[Saved entries]
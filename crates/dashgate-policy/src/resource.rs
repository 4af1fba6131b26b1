//! Resource descriptors.

use std::fmt;

use serde::{Deserialize, Serialize};

/// Identifies the data-source item being requested, independent of the
/// store behind it.
#[derive(Debug, Clone, PartialEq, Eq, Hash, Serialize, Deserialize)]
#[serde(tag = "kind", rename_all = "snake_case")]
pub enum ResourceDescriptor {
    /// A database table, by name.
    Table { name: String },

    /// A stored procedure item, by SDK item id.
    Procedure { id: String },

    /// A custom query item, by SDK item id.
    CustomQuery { id: String },
}

/// Discriminant of [`ResourceDescriptor`].
#[derive(Debug, Clone, Copy, PartialEq, Eq, Hash)]
pub enum ResourceKind {
    Table,
    Procedure,
    CustomQuery,
}

impl ResourceDescriptor {
    pub fn table(name: impl Into<String>) -> Self {
        Self::Table { name: name.into() }
    }

    pub fn procedure(id: impl Into<String>) -> Self {
        Self::Procedure { id: id.into() }
    }

    pub fn custom_query(id: impl Into<String>) -> Self {
        Self::CustomQuery { id: id.into() }
    }

    pub fn kind(&self) -> ResourceKind {
        match self {
            Self::Table { .. } => ResourceKind::Table,
            Self::Procedure { .. } => ResourceKind::Procedure,
            Self::CustomQuery { .. } => ResourceKind::CustomQuery,
        }
    }

    /// Table name or item id.
    pub fn key(&self) -> &str {
        match self {
            Self::Table { name } => name,
            Self::Procedure { id } | Self::CustomQuery { id } => id,
        }
    }

    /// Item id for procedure and custom query items; `None` for tables.
    pub fn item_id(&self) -> Option<&str> {
        match self {
            Self::Table { .. } => None,
            Self::Procedure { id } | Self::CustomQuery { id } => Some(id),
        }
    }
}

impl fmt::Display for ResourceKind {
    fn fmt(&self, f: &mut fmt::Formatter<'_>) -> fmt::Result {
        f.write_str(match self {
            Self::Table => "table",
            Self::Procedure => "procedure",
            Self::CustomQuery => "custom query",
        })
    }
}

impl fmt::Display for ResourceDescriptor {
    fn fmt(&self, f: &mut fmt::Formatter<'_>) -> fmt::Result {
        write!(f, "{} '{}'", self.kind(), self.key())
    }
}
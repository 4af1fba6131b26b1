#![no_main]

use std::collections::HashMap;
use std::sync::OnceLock;

use libfuzzer_sys::fuzz_target;

use dashgate_policy::{PolicyConfig, PolicyCore, ResourceDescriptor};
use sqlparser::dialect::MsSqlDialect;
use sqlparser::parser::Parser;

fn core() -> &'static PolicyCore {
    static CORE: OnceLock<PolicyCore> = OnceLock::new();
    CORE.get_or_init(|| {
        let policy = PolicyConfig::default()
            .validate()
            .expect("default policy is valid");
        PolicyCore::new(policy).without_audit()
    })
}

/// Headers are `name=value` lines; a line without `=` is a header with no value.
fn headers_from(text: &str) -> HashMap<String, Option<String>> {
    text.lines()
        .map(|line| match line.split_once('=') {
            Some((name, value)) => (name.to_string(), Some(value.to_string())),
            None => (line.to_string(), None),
        })
        .collect()
}

fn resource_from(selector: u8, name: &str) -> ResourceDescriptor {
    let name = if selector & 0x80 != 0 {
        // Steer half the inputs to configured items.
        ["Orders", "Customers", "CustOrderHist", "CustomerOrders"][usize::from(selector & 0x03)]
    } else {
        name
    };
    match selector % 3 {
        0 => ResourceDescriptor::table(name),
        1 => ResourceDescriptor::procedure(name),
        _ => ResourceDescriptor::custom_query(name),
    }
}

fuzz_target!(|data: &[u8]| {
    if data.len() < 2 {
        return;
    }

    let selector = data[0];
    let split = (data[1] as usize).min(data.len() - 2);
    let (name, headers) = data[2..].split_at(split);

    let (Ok(name), Ok(headers)) = (std::str::from_utf8(name), std::str::from_utf8(headers)) else {
        return;
    };

    let core = core();
    let context = core.extract(&headers_from(headers));

    // 1. Identity is never empty and role follows from it.
    assert!(!context.identity().is_empty());
    assert_eq!(
        context.role(),
        core.engine().policy().resolver().resolve(context.identity())
    );

    let resource = resource_from(selector, name);
    let request = core.rewrite(&context, &resource);

    // 2. Never both variants.
    assert!(request.procedural_call().is_none() || request.rewritten_filter().is_none());

    // 3. Deterministic.
    assert_eq!(request, core.rewrite(&context, &resource));

    // 4. Row filters are fixed text; the identity only travels as a binding.
    if let (ResourceDescriptor::Table { name }, Some(filter)) =
        (&resource, request.rewritten_filter())
    {
        let anonymous = core.extract(&HashMap::<String, Option<String>>::new());
        let reference = core.rewrite(&anonymous, &resource);
        let reference = reference.rewritten_filter().expect("same table is row filtered");
        assert_eq!(filter.sql(), reference.sql());

        let sql = format!("SELECT * FROM \"{name}\" WHERE {}", filter.sql());
        if let Ok(statements) = Parser::parse_sql(&MsSqlDialect {}, &sql) {
            assert_eq!(statements.len(), 1);
        }
        assert_eq!(filter.binding("CustomerID"), Some(context.identity()));
    }
});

## Problem details
Write out every record shown above, word for word.

## The answer
filename crates/dashgate-policy/src/resource.rs
repository 4af1fba6131b26b1
//! Resource descriptors.

use std::fmt;

use serde::{Deserialize, Serialize};

/// Identifies the data-source item being requested, independent of the
/// store behind it.
#[derive(Debug, Clone, PartialEq, Eq, Hash, Serialize, Deserialize)]
#[serde(tag = "kind", rename_all = "snake_case")]
pub enum ResourceDescriptor {
    /// A database table, by name.
    Table { name: String },

    /// A stored procedure item, by SDK item id.
    Procedure { id: String },

    /// A custom query item, by SDK item id.
    CustomQuery { id: String },
}

/// Discriminant of [`ResourceDescriptor`].
#[derive(Debug, Clone, Copy, PartialEq, Eq, Hash)]
pub enum ResourceKind {
    Table,
    Procedure,
    CustomQuery,
}

impl ResourceDescriptor {
    pub fn table(name: impl Into<String>) -> Self {
        Self::Table { name: name.into() }
    }

    pub fn procedure(id: impl Into<String>) -> Self {
        Self::Procedure { id: id.into() }
    }

    pub fn custom_query(id: impl Into<String>) -> Self {
        Self::CustomQuery { id: id.into() }
    }

    pub fn kind(&self) -> ResourceKind {
        match self {
            Self::Table { .. } => ResourceKind::Table,
            Self::Procedure { .. } => ResourceKind::Procedure,
            Self::CustomQuery { .. } => ResourceKind::CustomQuery,
        }
    }

    /// Table name or item id.
    pub fn key(&self) -> &str {
        match self {
            Self::Table { name } => name,
            Self::Procedure { id } | Self::CustomQuery { id } => id,
        }
    }

    /// Item id for procedure and custom query items; `None` for tables.
    pub fn item_id(&self) -> Option<&str> {
        match self {
            Self::Table { .. } => None,
            Self::Procedure { id } | Self::CustomQuery { id } => Some(id),
        }
    }
}

impl fmt::Display for ResourceKind {
    fn fmt(&self, f: &mut fmt::Formatter<'_>) -> fmt::Result {
        f.write_str(match self {
            Self::Table => "table",
            Self::Procedure => "procedure",
            Self::CustomQuery => "custom query",
        })
    }
}

impl fmt::Display for ResourceDescriptor {
    fn fmt(&self, f: &mut fmt::Formatter<'_>) -> fmt::Result {
        write!(f, "{} '{}'", self.kind(), self.key())
    }
}
repository 4af1fba6131b26b1
#![no_main]

use std::collections::HashMap;
use std::sync::OnceLock;

use libfuzzer_sys::fuzz_target;

use dashgate_policy::{PolicyConfig, PolicyCore, ResourceDescriptor};
use sqlparser::dialect::MsSqlDialect;
use sqlparser::parser::Parser;

fn core() -> &'static PolicyCore {
    static CORE: OnceLock<PolicyCore> = OnceLock::new();
    CORE.get_or_init(|| {
        let policy = PolicyConfig::default()
            .validate()
            .expect("default policy is valid");
        PolicyCore::new(policy).without_audit()
    })
}

/// Headers are `name=value` lines; a line without `=` is a header with no value.
fn headers_from(text: &str) -> HashMap<String, Option<String>> {
    text.lines()
        .map(|line| match line.split_once('=') {
            Some((name, value)) => (name.to_string(), Some(value.to_string())),
            None => (line.to_string(), None),
        })
        .collect()
}

fn resource_from(selector: u8, name: &str) -> ResourceDescriptor {
    let name = if selector & 0x80 != 0 {
        // Steer half the inputs to configured items.
        ["Orders", "Customers", "CustOrderHist", "CustomerOrders"][usize::from(selector & 0x03)]
    } else {
        name
    };
    match selector % 3 {
        0 => ResourceDescriptor::table(name),
        1 => ResourceDescriptor::procedure(name),
        _ => ResourceDescriptor::custom_query(name),
    }
}

fuzz_target!(|data: &[u8]| {
    if data.len() < 2 {
        return;
    }

    let selector = data[0];
    let split = (data[1] as usize).min(data.len() - 2);
    let (name, headers) = data[2..].split_at(split);

    let (Ok(name), Ok(headers)) = (std::str::from_utf8(name), std::str::from_utf8(headers)) else {
        return;
    };

    let core = core();
    let context = core.extract(&headers_from(headers));

    // 1. Identity is never empty and role follows from it.
    assert!(!context.identity().is_empty());
    assert_eq!(
        context.role(),
        core.engine().policy().resolver().resolve(context.identity())
    );

    let resource = resource_from(selector, name);
    let request = core.rewrite(&context, &resource);

    // 2. Never both variants.
    assert!(request.procedural_call().is_none() || request.rewritten_filter().is_none());

    // 3. Deterministic.
    assert_eq!(request, core.rewrite(&context, &resource));

    // 4. Row filters are fixed text; the identity only travels as a binding.
    if let (ResourceDescriptor::Table { name }, Some(filter)) =
        (&resource, request.rewritten_filter())
    {
        let anonymous = core.extract(&HashMap::<String, Option<String>>::new());
        let reference = core.rewrite(&anonymous, &resource);
        let reference = reference.rewritten_filter().expect("same table is row filtered");
        assert_eq!(filter.sql(), reference.sql());

        let sql = format!("SELECT * FROM \"{name}\" WHERE {}", filter.sql());
        if let Ok(statements) = Parser::parse_sql(&MsSqlDialect {}, &sql) {
            assert_eq!(statements.len(), 1);
        }
        assert_eq!(filter.binding("CustomerID"), Some(context.identity()));
    }
});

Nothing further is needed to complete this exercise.